Collection entries:
****

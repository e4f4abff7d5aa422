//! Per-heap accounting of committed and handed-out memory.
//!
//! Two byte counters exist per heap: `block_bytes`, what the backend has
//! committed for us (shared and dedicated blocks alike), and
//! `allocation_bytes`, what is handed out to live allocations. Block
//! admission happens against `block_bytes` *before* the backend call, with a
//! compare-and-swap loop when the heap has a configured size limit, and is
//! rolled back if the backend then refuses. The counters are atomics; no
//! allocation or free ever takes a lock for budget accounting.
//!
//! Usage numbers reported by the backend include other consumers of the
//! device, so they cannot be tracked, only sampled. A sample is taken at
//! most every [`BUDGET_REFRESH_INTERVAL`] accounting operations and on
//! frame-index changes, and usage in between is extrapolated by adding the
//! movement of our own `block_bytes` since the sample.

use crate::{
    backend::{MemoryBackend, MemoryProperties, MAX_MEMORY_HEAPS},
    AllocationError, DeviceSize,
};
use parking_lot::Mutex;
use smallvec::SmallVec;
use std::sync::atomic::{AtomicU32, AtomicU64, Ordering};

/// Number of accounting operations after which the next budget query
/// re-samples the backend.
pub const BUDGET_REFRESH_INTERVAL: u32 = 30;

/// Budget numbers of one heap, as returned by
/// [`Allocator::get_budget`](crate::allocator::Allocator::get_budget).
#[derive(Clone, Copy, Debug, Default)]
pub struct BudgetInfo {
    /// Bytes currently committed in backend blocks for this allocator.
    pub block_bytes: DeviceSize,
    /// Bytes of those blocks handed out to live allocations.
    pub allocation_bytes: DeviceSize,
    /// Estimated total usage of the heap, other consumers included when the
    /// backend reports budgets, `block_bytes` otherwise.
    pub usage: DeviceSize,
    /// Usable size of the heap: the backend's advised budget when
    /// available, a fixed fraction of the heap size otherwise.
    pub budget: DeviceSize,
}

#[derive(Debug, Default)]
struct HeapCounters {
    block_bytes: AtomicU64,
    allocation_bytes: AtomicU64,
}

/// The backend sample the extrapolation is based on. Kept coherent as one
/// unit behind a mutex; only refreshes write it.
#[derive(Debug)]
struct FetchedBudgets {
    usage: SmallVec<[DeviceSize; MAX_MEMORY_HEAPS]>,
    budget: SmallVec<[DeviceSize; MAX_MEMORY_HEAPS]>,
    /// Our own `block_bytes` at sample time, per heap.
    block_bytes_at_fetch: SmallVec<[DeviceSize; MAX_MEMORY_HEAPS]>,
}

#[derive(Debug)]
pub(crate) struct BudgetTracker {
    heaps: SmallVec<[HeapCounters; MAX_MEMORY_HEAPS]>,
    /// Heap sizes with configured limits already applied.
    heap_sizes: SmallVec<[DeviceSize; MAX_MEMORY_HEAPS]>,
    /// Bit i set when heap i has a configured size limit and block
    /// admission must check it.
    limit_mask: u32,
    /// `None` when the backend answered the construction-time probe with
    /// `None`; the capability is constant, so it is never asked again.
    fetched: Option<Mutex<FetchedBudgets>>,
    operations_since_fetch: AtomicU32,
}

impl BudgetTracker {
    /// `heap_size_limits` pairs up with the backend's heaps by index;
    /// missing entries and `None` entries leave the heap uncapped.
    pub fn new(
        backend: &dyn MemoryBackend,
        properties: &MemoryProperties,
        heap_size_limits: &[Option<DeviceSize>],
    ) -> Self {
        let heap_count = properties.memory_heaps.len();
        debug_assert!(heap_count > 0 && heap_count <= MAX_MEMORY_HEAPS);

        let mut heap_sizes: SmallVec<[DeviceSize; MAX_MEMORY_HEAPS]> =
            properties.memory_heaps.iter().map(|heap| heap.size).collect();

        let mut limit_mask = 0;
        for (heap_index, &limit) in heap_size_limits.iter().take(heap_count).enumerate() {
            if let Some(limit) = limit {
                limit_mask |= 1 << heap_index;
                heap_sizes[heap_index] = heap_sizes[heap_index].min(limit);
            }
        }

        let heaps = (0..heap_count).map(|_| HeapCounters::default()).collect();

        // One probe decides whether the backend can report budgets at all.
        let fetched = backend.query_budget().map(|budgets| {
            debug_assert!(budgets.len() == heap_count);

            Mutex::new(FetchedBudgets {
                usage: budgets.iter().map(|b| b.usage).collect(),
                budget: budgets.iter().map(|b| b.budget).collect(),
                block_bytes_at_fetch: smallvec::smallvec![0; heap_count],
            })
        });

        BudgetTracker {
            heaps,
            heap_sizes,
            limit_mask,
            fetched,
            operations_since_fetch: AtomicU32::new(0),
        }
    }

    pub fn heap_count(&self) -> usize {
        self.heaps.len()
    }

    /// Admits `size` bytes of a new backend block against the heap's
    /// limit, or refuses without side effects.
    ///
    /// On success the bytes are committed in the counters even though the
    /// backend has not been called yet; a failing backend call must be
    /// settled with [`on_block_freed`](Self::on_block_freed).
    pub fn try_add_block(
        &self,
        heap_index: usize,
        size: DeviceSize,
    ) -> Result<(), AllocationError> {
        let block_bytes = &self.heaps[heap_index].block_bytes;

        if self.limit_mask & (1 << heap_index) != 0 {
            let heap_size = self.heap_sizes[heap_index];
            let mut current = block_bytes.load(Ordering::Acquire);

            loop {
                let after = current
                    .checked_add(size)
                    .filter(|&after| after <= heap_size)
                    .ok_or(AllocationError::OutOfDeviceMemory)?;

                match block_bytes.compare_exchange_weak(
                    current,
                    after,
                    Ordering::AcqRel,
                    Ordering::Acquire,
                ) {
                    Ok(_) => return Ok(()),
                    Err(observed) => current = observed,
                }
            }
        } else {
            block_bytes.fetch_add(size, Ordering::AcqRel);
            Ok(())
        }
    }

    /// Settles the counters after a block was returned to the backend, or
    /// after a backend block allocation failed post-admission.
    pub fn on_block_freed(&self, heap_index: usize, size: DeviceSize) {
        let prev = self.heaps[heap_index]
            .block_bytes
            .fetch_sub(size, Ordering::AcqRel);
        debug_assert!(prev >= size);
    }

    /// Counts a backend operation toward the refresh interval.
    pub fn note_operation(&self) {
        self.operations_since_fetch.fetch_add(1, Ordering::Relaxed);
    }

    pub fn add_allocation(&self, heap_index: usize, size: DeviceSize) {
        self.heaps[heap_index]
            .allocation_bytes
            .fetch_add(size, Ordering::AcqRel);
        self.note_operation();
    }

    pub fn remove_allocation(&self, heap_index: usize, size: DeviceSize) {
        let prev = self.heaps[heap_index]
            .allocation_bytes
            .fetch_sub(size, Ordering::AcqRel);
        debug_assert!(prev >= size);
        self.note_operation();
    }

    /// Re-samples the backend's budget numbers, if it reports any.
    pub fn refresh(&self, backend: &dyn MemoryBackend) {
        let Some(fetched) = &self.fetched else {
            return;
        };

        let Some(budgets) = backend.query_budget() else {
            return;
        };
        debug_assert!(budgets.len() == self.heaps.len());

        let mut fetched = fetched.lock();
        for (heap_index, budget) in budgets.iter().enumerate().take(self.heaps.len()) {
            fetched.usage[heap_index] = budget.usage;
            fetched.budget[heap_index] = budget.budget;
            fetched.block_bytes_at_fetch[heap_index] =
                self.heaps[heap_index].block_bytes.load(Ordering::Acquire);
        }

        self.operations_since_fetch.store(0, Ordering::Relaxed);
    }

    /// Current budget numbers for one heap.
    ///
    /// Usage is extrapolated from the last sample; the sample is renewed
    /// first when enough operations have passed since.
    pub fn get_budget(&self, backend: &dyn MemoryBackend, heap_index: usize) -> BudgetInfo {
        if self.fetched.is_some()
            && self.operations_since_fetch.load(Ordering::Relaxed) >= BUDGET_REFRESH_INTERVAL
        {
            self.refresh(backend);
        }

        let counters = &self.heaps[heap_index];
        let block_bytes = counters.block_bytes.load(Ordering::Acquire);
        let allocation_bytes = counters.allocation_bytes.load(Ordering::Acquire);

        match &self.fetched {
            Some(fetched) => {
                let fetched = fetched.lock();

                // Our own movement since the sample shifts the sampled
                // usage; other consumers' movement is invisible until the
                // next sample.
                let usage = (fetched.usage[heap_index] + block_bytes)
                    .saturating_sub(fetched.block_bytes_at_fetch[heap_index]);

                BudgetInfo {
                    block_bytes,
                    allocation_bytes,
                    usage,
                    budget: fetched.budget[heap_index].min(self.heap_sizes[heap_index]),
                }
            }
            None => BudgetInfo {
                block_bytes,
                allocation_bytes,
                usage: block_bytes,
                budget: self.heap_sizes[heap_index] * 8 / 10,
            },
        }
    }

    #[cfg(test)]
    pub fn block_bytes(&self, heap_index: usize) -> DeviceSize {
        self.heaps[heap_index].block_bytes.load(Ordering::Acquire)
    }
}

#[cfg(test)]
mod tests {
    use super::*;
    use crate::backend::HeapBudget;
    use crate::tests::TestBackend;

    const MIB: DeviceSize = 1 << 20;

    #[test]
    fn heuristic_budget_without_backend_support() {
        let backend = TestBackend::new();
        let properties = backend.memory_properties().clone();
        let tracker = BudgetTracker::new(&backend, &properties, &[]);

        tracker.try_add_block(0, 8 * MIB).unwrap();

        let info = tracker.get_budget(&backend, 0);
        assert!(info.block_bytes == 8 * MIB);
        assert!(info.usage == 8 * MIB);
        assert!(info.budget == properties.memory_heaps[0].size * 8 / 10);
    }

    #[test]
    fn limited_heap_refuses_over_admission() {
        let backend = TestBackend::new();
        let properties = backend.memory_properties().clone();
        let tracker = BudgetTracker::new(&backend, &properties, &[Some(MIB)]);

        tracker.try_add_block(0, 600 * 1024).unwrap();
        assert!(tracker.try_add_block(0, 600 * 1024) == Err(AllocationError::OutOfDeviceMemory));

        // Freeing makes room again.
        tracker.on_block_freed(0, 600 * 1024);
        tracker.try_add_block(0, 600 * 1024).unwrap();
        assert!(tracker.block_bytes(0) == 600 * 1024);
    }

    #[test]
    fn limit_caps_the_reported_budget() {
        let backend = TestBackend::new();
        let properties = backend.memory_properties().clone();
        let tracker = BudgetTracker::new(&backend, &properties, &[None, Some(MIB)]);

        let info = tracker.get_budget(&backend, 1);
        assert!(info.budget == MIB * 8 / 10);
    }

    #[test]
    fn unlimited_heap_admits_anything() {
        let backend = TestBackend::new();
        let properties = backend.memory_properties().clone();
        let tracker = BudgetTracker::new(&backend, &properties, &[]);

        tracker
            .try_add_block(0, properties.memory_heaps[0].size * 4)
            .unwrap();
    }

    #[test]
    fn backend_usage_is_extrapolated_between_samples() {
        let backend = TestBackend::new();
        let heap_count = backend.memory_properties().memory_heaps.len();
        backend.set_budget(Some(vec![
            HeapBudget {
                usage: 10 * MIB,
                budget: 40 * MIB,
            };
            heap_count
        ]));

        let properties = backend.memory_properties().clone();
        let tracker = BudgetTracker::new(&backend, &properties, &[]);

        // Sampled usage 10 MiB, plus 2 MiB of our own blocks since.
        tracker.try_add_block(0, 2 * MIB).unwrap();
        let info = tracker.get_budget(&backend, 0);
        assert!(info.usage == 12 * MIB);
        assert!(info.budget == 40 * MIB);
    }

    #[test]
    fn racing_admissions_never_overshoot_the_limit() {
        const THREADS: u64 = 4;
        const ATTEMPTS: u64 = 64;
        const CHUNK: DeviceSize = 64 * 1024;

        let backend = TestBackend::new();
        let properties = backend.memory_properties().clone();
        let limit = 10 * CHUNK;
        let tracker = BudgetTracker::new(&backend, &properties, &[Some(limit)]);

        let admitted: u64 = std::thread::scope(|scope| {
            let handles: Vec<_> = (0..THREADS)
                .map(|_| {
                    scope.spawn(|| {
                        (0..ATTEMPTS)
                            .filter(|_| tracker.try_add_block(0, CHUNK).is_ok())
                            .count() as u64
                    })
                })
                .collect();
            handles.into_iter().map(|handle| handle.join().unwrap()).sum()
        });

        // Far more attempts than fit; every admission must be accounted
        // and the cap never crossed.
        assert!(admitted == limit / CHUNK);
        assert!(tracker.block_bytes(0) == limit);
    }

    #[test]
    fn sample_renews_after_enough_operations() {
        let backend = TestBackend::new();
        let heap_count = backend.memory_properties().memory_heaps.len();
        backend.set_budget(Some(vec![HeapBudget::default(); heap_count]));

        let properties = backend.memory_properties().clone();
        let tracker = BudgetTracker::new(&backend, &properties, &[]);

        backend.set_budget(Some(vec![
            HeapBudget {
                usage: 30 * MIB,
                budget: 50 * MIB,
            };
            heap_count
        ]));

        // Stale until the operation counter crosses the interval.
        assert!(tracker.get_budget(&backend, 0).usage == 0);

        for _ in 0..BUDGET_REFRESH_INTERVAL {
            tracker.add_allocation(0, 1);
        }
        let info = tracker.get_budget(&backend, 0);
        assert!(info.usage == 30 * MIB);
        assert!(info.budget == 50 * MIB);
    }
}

****

PROBLEM DETAILS:
Above are the entries; repeat their lines exactly, from the first through the one that contains "are atomics; no".

EXPECTED ANSWER:
repository e4f4abff7d5aa422
//! Per-heap accounting of committed and handed-out memory.
//!
//! Two byte counters exist per heap: `block_bytes`, what the backend has
//! committed for us (shared and dedicated blocks alike), and
//! `allocation_bytes`, what is handed out to live allocations. Block
//! admission happens against `block_bytes` *before* the backend call, with a
//! compare-and-swap loop when the heap has a configured size limit, and is
//! rolled back if the backend then refuses. The counters are atomics; no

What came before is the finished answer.